Recruiters need help, and you’re their best option. Staffing firms and agencies can step in quickly, help plug holes, and be the extension of the team that these professionals desperately need. For the largest clients, their hiring needs can be even more acute, given the amount of money changing hands. They also tend to be the biggest hirers of tech talent, an extremely specialized group of candidates.
The current supply-and-demand imbalance in terms of open tech roles versus the number of existing candidates with these particular sets of skills has created an incredible opportunity for staffing firms to engage with, impress and partner with enterprise-level clients across many key industry verticals.

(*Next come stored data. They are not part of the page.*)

impl<H: Host> DefinitionProvider<H> {
    /// The RequireJS configuration file, when configured, is parsed once
    /// here; a missing or unparsable file degrades to no override.
    pub fn new(host: H, config: ResolverConfig) -> Self {
        let require_config = config
            .require_config
            .as_deref()
            .and_then(RequireConfig::load);
        let paths = PathResolver::new(&config, require_config.as_ref());
        let capacity = config.cache_capacity;
        Self {
            host,
            config,
            parser: Parser::new(),
            paths,
            trees: VersionedCache::new(capacity),
            tables: VersionedCache::new(capacity),
        }
    }

    pub fn config(&self) -> &ResolverConfig {
        &self.config
    }

    /// Clears all cached trees and tables. Wired to configuration-change
    /// notifications by the host.
    pub fn invalidate(&mut self) {
        self.trees.clear();
        self.tables.clear();
    }

    /// Resolves "go to definition" for the identifier starting at
    /// `position` (1-based line, 0-based column) in the given source
    /// snapshot.
    pub fn provide_definition(
        &mut self,
        file: &Path,
        text: &str,
        revision: u64,
        position: Position,
    ) -> Result<Option<ResolvedLocation>, DefinitionError> {
        let started = self.config.log_timing.then(Instant::now);

        let result = self.lookup(file, text, revision, position);

        if let Some(started) = started {
            debug!(
                file = %file.display(),
                line = position.line,
                column = position.column,
                elapsed_us = started.elapsed().as_micros() as u64,
                "definition query finished"
            );
        }
        result
    }

    fn lookup(
        &mut self,
        file: &Path,
        text: &str,
        revision: u64,
        position: Position,
    ) -> Result<Option<ResolvedLocation>, DefinitionError> {
        let Some(tree) = self.parse_cached(file, text, revision) else {
            return Ok(None);
        };
        let table = self.table_cached(file, revision, &tree);

        let Some(reference) = reference_at(&tree, position) else {
            debug!(file = %file.display(), "no identifier at caret");
            return Ok(None);
        };
        let Some(binding) = bind(&tree, &table, &reference) else {
            debug!(
                selected = %reference.selected,
                imported = %reference.imported,
                "no dependency binding for identifier"
            );
            return Ok(None);
        };

        let target = self.paths.resolve(&binding.module_path, file);
        debug!(
            module_path = %binding.module_path,
            target = %target.display(),
            "resolved module path"
        );

        let (content, target_revision) =
            self.host
                .fetch(&target)
                .map_err(|source| DefinitionError::Io {
                    path: target.clone(),
                    source,
                })?;

        // A target that fails to parse still navigates to file start.
        let Some(target_tree) = self.parse_cached(&target, &content, target_revision) else {
            return Ok(Some(ResolvedLocation {
                path: target,
                range: None,
            }));
        };

        let range = if self.config.navigate_to_file_only {
            None
        } else {
            binding
                .search_for
                .as_deref()
                .and_then(|name| find_identifier(&target_tree, name))
        };

        Ok(Some(ResolvedLocation {
            path: target,
            range,
        }))
    }

    fn parse_cached(&mut self, file: &Path, text: &str, revision: u64) -> Option<Arc<ParsedModule>> {
        let key = file.to_path_buf();
        if let Some(tree) = self.trees.get(&key, revision) {
            return Some(tree);
        }
        match self.parser.parse(text) {
            Ok(parsed) => {
                let tree = Arc::new(parsed);
                self.trees.insert(key, revision, Arc::clone(&tree));
                Some(tree)
            }
            Err(error) => {
                debug!(file = %file.display(), %error, "parse failed");
                None
            }
        }
    }

    fn table_cached(
        &mut self,
        file: &Path,
        revision: u64,
        tree: &ParsedModule,
    ) -> Arc<DependencyTable> {
        let key = file.to_path_buf();
        if let Some(table) = self.tables.get(&key, revision) {
            return table;
        }
        let table = Arc::new(extract_dependencies(tree));
        self.tables.insert(key, revision, Arc::clone(&table));
        table
    }

    #[cfg(test)]
    pub(crate) fn cached_tree_count(&self) -> usize {
        self.trees.len()
    }

    #[cfg(test)]
    pub(crate) fn cached_table(
        &mut self,
        file: &Path,
        revision: u64,
    ) -> Option<Arc<DependencyTable>> {
        self.tables.get(&file.to_path_buf(), revision)
    }
}
//! Version-tagged value cache
//!
//! One generic cache covers both parsed trees and dependency tables: a map
//! from file identity to a value stamped with the source revision it was
//! computed from. A hit requires an exact revision match; stale entries are
//! evicted before recomputation. Capacity is bounded with LRU eviction.

use std::collections::HashMap;
use std::hash::Hash;
use std::sync::Arc;

#[derive(Debug)]
struct CacheEntry<V> {
    revision: u64,
    last_used: u64,
    value: Arc<V>,
}

#[derive(Debug)]
pub struct VersionedCache<K, V> {
    capacity: usize,
    tick: u64,
    entries: HashMap<K, CacheEntry<V>>,
}

impl<K: Eq + Hash + Clone, V> VersionedCache<K, V> {
    pub fn new(capacity: usize) -> Self {
        Self {
            capacity: capacity.max(1),
            tick: 0,
            entries: HashMap::new(),
        }
    }

    /// Returns the cached value only when its revision matches exactly.
    /// A revision mismatch evicts the stale entry.
    pub fn get(&mut self, key: &K, revision: u64) -> Option<Arc<V>> {
        match self.entries.get_mut(key) {
            Some(entry) if entry.revision == revision => {
                self.tick += 1;
                entry.last_used = self.tick;
                Some(Arc::clone(&entry.value))
            }
            Some(_) => {
                self.entries.remove(key);
                None
            }
            None => None,
        }
    }

    pub fn insert(&mut self, key: K, revision: u64, value: Arc<V>) {
        if self.entries.len() >= self.capacity && !self.entries.contains_key(&key) {
            self.evict_least_recently_used();
        }
        self.tick += 1;
        self.entries.insert(
            key,
            CacheEntry {
                revision,
                last_used: self.tick,
                value,
            },
        );
    }

    pub fn clear(&mut self) {
        self.entries.clear();
    }

    pub fn len(&self) -> usize {
        self.entries.len()
    }

    pub fn is_empty(&self) -> bool {
        self.entries.is_empty()
    }

    pub fn capacity(&self) -> usize {
        self.capacity
    }

    fn evict_least_recently_used(&mut self) {
        let oldest = self
            .entries
            .iter()
            .min_by_key(|(_, entry)| entry.last_used)
            .map(|(key, _)| key.clone());
        if let Some(key) = oldest {
            self.entries.remove(&key);
        }
    }
}
use tower_lsp::lsp_types::{
    OneOf, ServerCapabilities, TextDocumentSyncCapability, TextDocumentSyncKind,
    TextDocumentSyncOptions, TextDocumentSyncSaveOptions,
};

pub fn server_capabilities() -> ServerCapabilities {
    ServerCapabilities {
        text_document_sync: Some(TextDocumentSyncCapability::Options(
            TextDocumentSyncOptions {
                open_close: Some(true),
                change: Some(TextDocumentSyncKind::FULL),
                save: Some(TextDocumentSyncSaveOptions::Supported(true)),
                ..Default::default()
            },
        )),
        definition_provider: Some(OneOf::Left(true)),
        ..Default::default()
    }
}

Like any staffing firm, you have your differentiating factors that you fall back on; the “why choose us over our competitors” pitch. In this piece, we’ll dig deeper into why and how your critical understanding of tech talent and the tech candidate market, especially as it relates to specific industries, can quickly be added to the top of that list. To help you take action as quickly as possible, we also provide selling points, differentiators, and positioning that you can use right now to start building and strengthening relationships with enterprise partners.
Acquiring and Retaining Enterprise Clients Starts with Exceptional Talent
It’s important to keep in mind most of the HR professionals and recruiters at enterprise companies are unlikely to be specialists in tech. Often, the greatest value staffing firms can provide is in demonstrating they understand the different tech specialties and that they have the internal experts who can source, engage and attract top tech talent candidates.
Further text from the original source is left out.